CRÍTICAS INTERNACIONAIS
Gerald Fenech, Classical Music Daily, March 2023.
Gomes is an unjustifiably neglected composer whose music is overflowing with memorable melodies and audacious harmonies. …I encourage you to invest in this beautiful album which will definitely sweep you off your feet.
Andrew Farach-Colton, Grammophone Magazine, May 2023
Born in Campinas, Brazil, Antônio Carlos Gomes (1836 96) studied at the Imperial Conservatory in Rio de Janeiro before a scholarship sent him to Milan. He would go on to be the most successful non-European opera composer in 19th-century Italy; four of his operas were performed at La Scala.
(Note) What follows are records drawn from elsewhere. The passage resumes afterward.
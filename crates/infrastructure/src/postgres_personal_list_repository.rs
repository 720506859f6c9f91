//! PostgreSQL-backed personal list repository.

use async_trait::async_trait;
use chrono::{DateTime, Utc};
use sqlx::PgPool;

use movify_application::PersonalListRepository;
use movify_core::{AppError, AppResult};
use movify_domain::{ContentId, FavoriteEntry, FavoriteEntryId, UserId};

#[cfg(test)]
mod tests;

/// PostgreSQL implementation of the personal list repository port.
#[derive(Clone)]
pub struct PostgresPersonalListRepository {
    pool: PgPool,
}

impl PostgresPersonalListRepository {
    /// Creates a repository with the provided connection pool.
    #[must_use]
    pub fn new(pool: PgPool) -> Self {
        Self { pool }
    }
}

#[derive(Debug, sqlx::FromRow)]
struct FavoriteEntryRow {
    id: uuid::Uuid,
    user_id: uuid::Uuid,
    content_id: uuid::Uuid,
    created_at: DateTime<Utc>,
}

impl From<FavoriteEntryRow> for FavoriteEntry {
    fn from(row: FavoriteEntryRow) -> Self {
        Self {
            id: FavoriteEntryId::from_uuid(row.id),
            user_id: UserId::from_uuid(row.user_id),
            content_id: ContentId::from_uuid(row.content_id),
            created_at: row.created_at,
        }
    }
}

fn entry_write_error(error: sqlx::Error, entry: &FavoriteEntry) -> AppError {
    if let sqlx::Error::Database(ref database_error) = error {
        match database_error.code().as_deref() {
            Some("23505") => {
                return AppError::Conflict(format!(
                    "content '{}' is already in the personal list of user '{}'",
                    entry.content_id, entry.user_id
                ));
            }
            Some("23503") => {
                return AppError::NotFound(format!(
                    "user '{}' or content '{}' not found",
                    entry.user_id, entry.content_id
                ));
            }
            _ => {}
        }
    }

    AppError::Internal(format!("failed to add personal list entry: {error}"))
}

#[async_trait]
impl PersonalListRepository for PostgresPersonalListRepository {
    async fn find(&self, entry_id: FavoriteEntryId) -> AppResult<Option<FavoriteEntry>> {
        let row = sqlx::query_as::<_, FavoriteEntryRow>(
            r#"
            SELECT id, user_id, content_id, created_at
            FROM personal_list_entries
            WHERE id = $1
            "#,
        )
        .bind(entry_id.as_uuid())
        .fetch_optional(&self.pool)
        .await
        .map_err(|error| {
            AppError::Internal(format!("failed to load personal list entry: {error}"))
        })?;

        Ok(row.map(FavoriteEntry::from))
    }

    async fn find_by_pair(
        &self,
        user_id: UserId,
        content_id: ContentId,
    ) -> AppResult<Option<FavoriteEntry>> {
        let row = sqlx::query_as::<_, FavoriteEntryRow>(
            r#"
            SELECT id, user_id, content_id, created_at
            FROM personal_list_entries
            WHERE user_id = $1 AND content_id = $2
            "#,
        )
        .bind(user_id.as_uuid())
        .bind(content_id.as_uuid())
        .fetch_optional(&self.pool)
        .await
        .map_err(|error| {
            AppError::Internal(format!("failed to load personal list entry: {error}"))
        })?;

        Ok(row.map(FavoriteEntry::from))
    }

    async fn insert(&self, entry: &FavoriteEntry) -> AppResult<()> {
        sqlx::query(
            r#"
            INSERT INTO personal_list_entries (id, user_id, content_id, created_at)
            VALUES ($1, $2, $3, $4)
            "#,
        )
        .bind(entry.id.as_uuid())
        .bind(entry.user_id.as_uuid())
        .bind(entry.content_id.as_uuid())
        .bind(entry.created_at)
        .execute(&self.pool)
        .await
        .map_err(|error| entry_write_error(error, entry))?;

        Ok(())
    }

    async fn delete(&self, entry_id: FavoriteEntryId) -> AppResult<bool> {
        let result = sqlx::query(
            r#"
            DELETE FROM personal_list_entries
            WHERE id = $1
            "#,
        )
        .bind(entry_id.as_uuid())
        .execute(&self.pool)
        .await
        .map_err(|error| {
            AppError::Internal(format!("failed to delete personal list entry: {error}"))
        })?;

        Ok(result.rows_affected() > 0)
    }

    async fn list_for_user(&self, user_id: UserId) -> AppResult<Vec<FavoriteEntry>> {
        let rows = sqlx::query_as::<_, FavoriteEntryRow>(
            r#"
            SELECT id, user_id, content_id, created_at
            FROM personal_list_entries
            WHERE user_id = $1
            ORDER BY created_at DESC, id
            "#,
        )
        .bind(user_id.as_uuid())
        .fetch_all(&self.pool)
        .await
        .map_err(|error| {
            AppError::Internal(format!("failed to list personal list entries: {error}"))
        })?;

        Ok(rows.into_iter().map(FavoriteEntry::from).collect())
    }
}
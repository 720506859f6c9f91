//! PostgreSQL-backed login attempt ledger using the `auth_attempts` table.
//!
//! Writes are conditional: inserts lose to an existing row for the same
//! client key and updates only apply while the stored version matches.

use async_trait::async_trait;
use chrono::{DateTime, Utc};
use sqlx::PgPool;

use movify_application::{AttemptLedger, LedgerWrite};
use movify_core::{AppError, AppResult};
use movify_domain::{AttemptRecord, AttemptRecordId, ClientKey};


/// PostgreSQL implementation of the attempt ledger port.
#[derive(Clone)]
pub struct PostgresAttemptLedger {
    pool: PgPool,
}

impl PostgresAttemptLedger {
    /// Creates a ledger with the provided connection pool.
    #[must_use]
    pub fn new(pool: PgPool) -> Self {
        Self { pool }
    }
}

#[derive(Debug, sqlx::FromRow)]
struct AttemptRow {
    id: uuid::Uuid,
    client_key: String,
    attempts_remaining: i32,
    lockout_until: Option<DateTime<Utc>>,
    version: i64,
}

impl TryFrom<AttemptRow> for AttemptRecord {
    type Error = AppError;

    fn try_from(row: AttemptRow) -> Result<Self, Self::Error> {
        let attempts_remaining = u32::try_from(row.attempts_remaining).map_err(|_| {
            AppError::Internal(format!(
                "attempt record '{}' has negative allowance",
                row.id
            ))
        })?;

        Ok(Self {
            id: AttemptRecordId::from_uuid(row.id),
            client_key: ClientKey::new(row.client_key)?,
            attempts_remaining,
            lockout_until: row.lockout_until,
            version: row.version,
        })
    }
}

fn stored_allowance(record: &AttemptRecord) -> AppResult<i32> {
    i32::try_from(record.attempts_remaining).map_err(|_| {
        AppError::Validation("attempt allowance exceeds the storable range".to_owned())
    })
}

fn write_outcome(rows_affected: u64) -> LedgerWrite {
    if rows_affected == 0 {
        LedgerWrite::Conflict
    } else {
        LedgerWrite::Applied
    }
}

#[async_trait]
impl AttemptLedger for PostgresAttemptLedger {
    async fn find(&self, client_key: &ClientKey) -> AppResult<Option<AttemptRecord>> {
        let row = sqlx::query_as::<_, AttemptRow>(
            r#"
            SELECT id, client_key, attempts_remaining, lockout_until, version
            FROM auth_attempts
            WHERE client_key = $1
            "#,
        )
        .bind(client_key.as_str())
        .fetch_optional(&self.pool)
        .await
        .map_err(|error| AppError::Internal(format!("failed to load attempt record: {error}")))?;

        row.map(AttemptRecord::try_from).transpose()
    }

    async fn insert(
        &self,
        record: &AttemptRecord,
        written_at: DateTime<Utc>,
    ) -> AppResult<LedgerWrite> {
        let result = sqlx::query(
            r#"
            INSERT INTO auth_attempts (
                id, client_key, attempts_remaining, lockout_until, version, updated_at
            )
            VALUES ($1, $2, $3, $4, $5, $6)
            ON CONFLICT (client_key) DO NOTHING
            "#,
        )
        .bind(record.id.as_uuid())
        .bind(record.client_key.as_str())
        .bind(stored_allowance(record)?)
        .bind(record.lockout_until)
        .bind(record.version)
        .bind(written_at)
        .execute(&self.pool)
        .await
        .map_err(|error| AppError::Internal(format!("failed to insert attempt record: {error}")))?;

        Ok(write_outcome(result.rows_affected()))
    }

    async fn update(
        &self,
        record: &AttemptRecord,
        expected_version: i64,
        written_at: DateTime<Utc>,
    ) -> AppResult<LedgerWrite> {
        let result = sqlx::query(
            r#"
            UPDATE auth_attempts
            SET attempts_remaining = $3,
                lockout_until = $4,
                version = $5,
                updated_at = $6
            WHERE id = $1 AND version = $2
            "#,
        )
        .bind(record.id.as_uuid())
        .bind(expected_version)
        .bind(stored_allowance(record)?)
        .bind(record.lockout_until)
        .bind(record.version)
        .bind(written_at)
        .execute(&self.pool)
        .await
        .map_err(|error| AppError::Internal(format!("failed to update attempt record: {error}")))?;

        Ok(write_outcome(result.rows_affected()))
    }

    async fn delete(&self, client_key: &ClientKey) -> AppResult<bool> {
        let result = sqlx::query(
            r#"
            DELETE FROM auth_attempts
            WHERE client_key = $1
            "#,
        )
        .bind(client_key.as_str())
        .execute(&self.pool)
        .await
        .map_err(|error| AppError::Internal(format!("failed to delete attempt record: {error}")))?;

        Ok(result.rows_affected() > 0)
    }

    async fn purge_stale(
        &self,
        written_before: DateTime<Utc>,
        now: DateTime<Utc>,
    ) -> AppResult<u64> {
        let result = sqlx::query(
            r#"
            DELETE FROM auth_attempts
            WHERE updated_at < $1
              AND NOT (
                  attempts_remaining = 0
                  AND lockout_until IS NOT NULL
                  AND lockout_until > $2
              )
            "#,
        )
        .bind(written_before)
        .bind(now)
        .execute(&self.pool)
        .await
        .map_err(|error| AppError::Internal(format!("failed to purge attempt records: {error}")))?;

        Ok(result.rows_affected())
    }
}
Not surprisingly, Gomes’s debt to Donizetti and Verdi is readily apparent in this collection of overtures and preludes, yet one can also discern elements of his own unique voice. What stands out most starkly to me is his ability to create dramatic frisson in quiet passages, of which there are many. Take, for example, the Prelude to Act 1 of A noite do castelo (1861), the earliest work in this collection: for all its rumbling timpani and glowering brass, it’s in the whisper-soft closing passage with its plaintive oboe solo that Gomes’s music is most arresting.
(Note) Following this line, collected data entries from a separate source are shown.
//! Domain entities and invariants.

#![forbid(unsafe_code)]

mod content;
mod episode;
mod ids;
mod login_attempt;
mod paging;
mod personal_list;
mod user;

pub use content::{
    AgeRestriction, CastMember, Category, Content, ContentFilter, ContentPatch, Genre,
    NewCastMember, NewContent, Quality, RELEASE_YEAR_MAX, RELEASE_YEAR_MIN,
};
pub use episode::{Episode, EpisodePatch, EpisodeStatus, NewEpisode};
pub use ids::{AttemptRecordId, CastMemberId, ContentId, EpisodeId, FavoriteEntryId, UserId};
pub use login_attempt::{
    AttemptRecord, AttemptTransition, CLIENT_KEY_MAX_LENGTH, ClientKey, LoginAttemptPolicy,
    is_blocked, next_attempt,
};
pub use paging::{DEFAULT_PAGE_SIZE, MAX_PAGE_SIZE, Page, PageRequest};
pub use personal_list::FavoriteEntry;
pub use user::{
    EmailAddress, LOGIN_MAX_LENGTH, NewUser, User, UserLookup, UserPatch, UserSearchType,
    validate_login,
};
The Minas Gerais Philharmonic play with precision and flair for their founding director and conductor Fabio Mechetti – and, crucially, they make magic in the many hushed moments. Listen starting at 1'30" in the Overture to Fosca (1873), where the strings play with marvellous delicacy, or to an analogous passage in the Overture to Salvator Rosa (1874) at 0'58" where the violins croon a slow, sighing, Traviata-like tune, and then note the delicate use of the harp at 3'28". There are a few dull bits here and there – say, the hackneyed storm sequence in the Prelude to Joana de Flandres (1862), another early work – but only a few.
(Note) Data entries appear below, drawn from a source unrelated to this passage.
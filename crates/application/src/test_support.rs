use std::collections::HashMap;
use std::sync::Arc;

use async_trait::async_trait;
use chrono::{DateTime, Duration, TimeZone, Utc};
use tokio::sync::Mutex;

use movify_core::{AppError, AppResult};
use movify_domain::{
    AttemptRecord, ClientKey, Content, ContentFilter, ContentId, Episode, EpisodeId,
    FavoriteEntry, FavoriteEntryId, Page, PageRequest, User, UserId, UserLookup,
};

use crate::{
    AttemptLedger, Clock, ContentRepository, EpisodeRepository, LedgerWrite,
    PersonalListRepository, UserRepository,
};

pub(crate) struct FixedClock(pub(crate) DateTime<Utc>);

impl Clock for FixedClock {
    fn now(&self) -> DateTime<Utc> {
        self.0
    }
}

pub(crate) fn fixed_clock() -> Arc<FixedClock> {
    Arc::new(FixedClock(
        Utc.timestamp_opt(1_700_000_000, 0)
            .single()
            .unwrap_or_else(|| panic!("test")),
    ))
}

pub(crate) struct ManualClock {
    now: std::sync::Mutex<DateTime<Utc>>,
}

impl ManualClock {
    pub(crate) fn starting_at(now: DateTime<Utc>) -> Self {
        Self {
            now: std::sync::Mutex::new(now),
        }
    }

    pub(crate) fn advance(&self, by: Duration) {
        let mut now = self.now.lock().unwrap_or_else(|_| panic!("clock lock"));
        *now += by;
    }
}

impl Clock for ManualClock {
    fn now(&self) -> DateTime<Utc> {
        *self.now.lock().unwrap_or_else(|_| panic!("clock lock"))
    }
}

#[derive(Default)]
pub(crate) struct FakeAttemptLedger {
    pub(crate) records: Mutex<HashMap<String, (AttemptRecord, DateTime<Utc>)>>,
    pub(crate) writes: Mutex<usize>,
    pub(crate) forced_conflicts: Mutex<usize>,
    pub(crate) unavailable: Mutex<bool>,
}

impl FakeAttemptLedger {
    pub(crate) async fn record(&self, client_key: &str) -> Option<AttemptRecord> {
        self.records
            .lock()
            .await
            .get(client_key)
            .map(|(record, _)| record.clone())
    }

    pub(crate) async fn writes(&self) -> usize {
        *self.writes.lock().await
    }

    async fn check_available(&self) -> AppResult<()> {
        if *self.unavailable.lock().await {
            return Err(AppError::Internal("ledger unavailable".to_owned()));
        }
        Ok(())
    }

    async fn take_forced_conflict(&self) -> bool {
        let mut remaining = self.forced_conflicts.lock().await;
        if *remaining == 0 {
            return false;
        }
        *remaining -= 1;
        true
    }
}

#[async_trait]
impl AttemptLedger for FakeAttemptLedger {
    async fn find(&self, client_key: &ClientKey) -> AppResult<Option<AttemptRecord>> {
        self.check_available().await?;
        Ok(self.record(client_key.as_str()).await)
    }

    async fn insert(
        &self,
        record: &AttemptRecord,
        written_at: DateTime<Utc>,
    ) -> AppResult<LedgerWrite> {
        self.check_available().await?;
        if self.take_forced_conflict().await {
            return Ok(LedgerWrite::Conflict);
        }

        let mut records = self.records.lock().await;
        if records.contains_key(record.client_key.as_str()) {
            return Ok(LedgerWrite::Conflict);
        }
        records.insert(
            record.client_key.as_str().to_owned(),
            (record.clone(), written_at),
        );
        *self.writes.lock().await += 1;
        Ok(LedgerWrite::Applied)
    }

    async fn update(
        &self,
        record: &AttemptRecord,
        expected_version: i64,
        written_at: DateTime<Utc>,
    ) -> AppResult<LedgerWrite> {
        self.check_available().await?;
        if self.take_forced_conflict().await {
            return Ok(LedgerWrite::Conflict);
        }

        let mut records = self.records.lock().await;
        match records.get_mut(record.client_key.as_str()) {
            Some((stored, stored_at)) if stored.version == expected_version => {
                *stored = record.clone();
                *stored_at = written_at;
                *self.writes.lock().await += 1;
                Ok(LedgerWrite::Applied)
            }
            _ => Ok(LedgerWrite::Conflict),
        }
    }

    async fn delete(&self, client_key: &ClientKey) -> AppResult<bool> {
        self.check_available().await?;
        Ok(self
            .records
            .lock()
            .await
            .remove(client_key.as_str())
            .is_some())
    }

    async fn purge_stale(
        &self,
        written_before: DateTime<Utc>,
        now: DateTime<Utc>,
    ) -> AppResult<u64> {
        self.check_available().await?;
        let mut records = self.records.lock().await;
        let before = records.len();
        records.retain(|_, (record, written_at)| {
            *written_at >= written_before || record.is_locked_at(now)
        });
        Ok((before - records.len()) as u64)
    }
}

#[derive(Default)]
pub(crate) struct FakeUserRepository {
    pub(crate) users: Mutex<HashMap<UserId, User>>,
}

impl FakeUserRepository {
    async fn check_unique(&self, user: &User) -> AppResult<()> {
        let users = self.users.lock().await;
        let clash = users.values().any(|existing| {
            existing.id != user.id && (existing.login == user.login || existing.email == user.email)
        });
        if clash {
            return Err(AppError::Conflict("duplicate user".to_owned()));
        }
        Ok(())
    }
}

#[async_trait]
impl UserRepository for FakeUserRepository {
    async fn find(&self, lookup: &UserLookup) -> AppResult<Option<User>> {
        Ok(self
            .users
            .lock()
            .await
            .values()
            .find(|user| lookup.matches(user))
            .cloned())
    }

    async fn insert(&self, user: &User) -> AppResult<()> {
        self.check_unique(user).await?;
        self.users.lock().await.insert(user.id, user.clone());
        Ok(())
    }

    async fn save(&self, user: &User) -> AppResult<()> {
        self.check_unique(user).await?;
        self.users.lock().await.insert(user.id, user.clone());
        Ok(())
    }

    async fn delete(&self, user_id: UserId) -> AppResult<bool> {
        Ok(self.users.lock().await.remove(&user_id).is_some())
    }
}

#[derive(Default)]
pub(crate) struct FakeContentRepository {
    pub(crate) contents: Mutex<HashMap<ContentId, Content>>,
}

#[async_trait]
impl ContentRepository for FakeContentRepository {
    async fn find(&self, content_id: ContentId) -> AppResult<Option<Content>> {
        Ok(self.contents.lock().await.get(&content_id).cloned())
    }

    async fn find_many(&self, content_ids: &[ContentId]) -> AppResult<Vec<Content>> {
        let contents = self.contents.lock().await;
        Ok(content_ids
            .iter()
            .filter_map(|content_id| contents.get(content_id).cloned())
            .collect())
    }

    async fn insert(&self, content: &Content) -> AppResult<()> {
        self.contents
            .lock()
            .await
            .insert(content.id, content.clone());
        Ok(())
    }

    async fn save(&self, content: &Content) -> AppResult<()> {
        self.insert(content).await
    }

    async fn delete(&self, content_id: ContentId) -> AppResult<bool> {
        Ok(self.contents.lock().await.remove(&content_id).is_some())
    }

    async fn search(&self, filter: &ContentFilter, page: PageRequest) -> AppResult<Page<Content>> {
        let mut matching: Vec<Content> = self
            .contents
            .lock()
            .await
            .values()
            .filter(|content| filter.matches(content))
            .cloned()
            .collect();
        matching.sort_by(|left, right| {
            left.title
                .cmp(&right.title)
                .then(left.id.as_uuid().cmp(&right.id.as_uuid()))
        });

        let total = matching.len() as u64;
        let items = matching
            .into_iter()
            .skip(page.offset() as usize)
            .take(page.limit() as usize)
            .collect();

        Ok(Page::new(items, total, page))
    }
}

#[derive(Default)]
pub(crate) struct FakeEpisodeRepository {
    pub(crate) episodes: Mutex<HashMap<EpisodeId, Episode>>,
}

#[async_trait]
impl EpisodeRepository for FakeEpisodeRepository {
    async fn find(&self, episode_id: EpisodeId) -> AppResult<Option<Episode>> {
        Ok(self.episodes.lock().await.get(&episode_id).cloned())
    }

    async fn insert(&self, episode: &Episode) -> AppResult<()> {
        self.episodes
            .lock()
            .await
            .insert(episode.id, episode.clone());
        Ok(())
    }

    async fn save(&self, episode: &Episode) -> AppResult<()> {
        self.insert(episode).await
    }

    async fn delete(&self, episode_id: EpisodeId) -> AppResult<bool> {
        Ok(self.episodes.lock().await.remove(&episode_id).is_some())
    }

    async fn list_for_content(&self, content_id: ContentId) -> AppResult<Vec<Episode>> {
        let mut episodes: Vec<Episode> = self
            .episodes
            .lock()
            .await
            .values()
            .filter(|episode| episode.content_id == content_id)
            .cloned()
            .collect();
        episodes.sort_by_key(|episode| {
            (
                episode.season_number.is_none(),
                episode.season_number,
                episode.episode_number.is_none(),
                episode.episode_number,
            )
        });
        Ok(episodes)
    }
}

#[derive(Default)]
pub(crate) struct FakePersonalListRepository {
    pub(crate) entries: Mutex<Vec<FavoriteEntry>>,
}

#[async_trait]
impl PersonalListRepository for FakePersonalListRepository {
    async fn find(&self, entry_id: FavoriteEntryId) -> AppResult<Option<FavoriteEntry>> {
        Ok(self
            .entries
            .lock()
            .await
            .iter()
            .find(|entry| entry.id == entry_id)
            .cloned())
    }

    async fn find_by_pair(
        &self,
        user_id: UserId,
        content_id: ContentId,
    ) -> AppResult<Option<FavoriteEntry>> {
        Ok(self
            .entries
            .lock()
            .await
            .iter()
            .find(|entry| entry.user_id == user_id && entry.content_id == content_id)
            .cloned())
    }

    async fn insert(&self, entry: &FavoriteEntry) -> AppResult<()> {
        let mut entries = self.entries.lock().await;
        if entries
            .iter()
            .any(|existing| existing.user_id == entry.user_id && existing.content_id == entry.content_id)
        {
            return Err(AppError::Conflict("duplicate entry".to_owned()));
        }
        entries.push(entry.clone());
        Ok(())
    }

    async fn delete(&self, entry_id: FavoriteEntryId) -> AppResult<bool> {
        let mut entries = self.entries.lock().await;
        let before = entries.len();
        entries.retain(|entry| entry.id != entry_id);
        Ok(entries.len() != before)
    }

    async fn list_for_user(&self, user_id: UserId) -> AppResult<Vec<FavoriteEntry>> {
        let mut entries: Vec<FavoriteEntry> = self
            .entries
            .lock()
            .await
            .iter()
            .filter(|entry| entry.user_id == user_id)
            .cloned()
            .collect();
        entries.sort_by(|left, right| right.created_at.cmp(&left.created_at));
        Ok(entries)
    }
}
The highlights here, for me, are the Prelude to Condor (1890), with its unusual harmonies and angular phrasing that at times seems to anticipate Janáček, and the lightly perfumed Nocturne from that opera’s Act 3; and from Lo schiavo (1889), the Act 1 Prelude with its gorgeous scoring and proto-Puccinian harmonies, and the Prelude to the fourth scene of Act 4 (subtitled ‘Alvorada’), an exquisite morning song that builds to a radiant if slightly grandiloquent apotheosis that’s thrillingly captured on this vivid recording. This is yet another edifying entry in Naxos’s Music of Brazil series.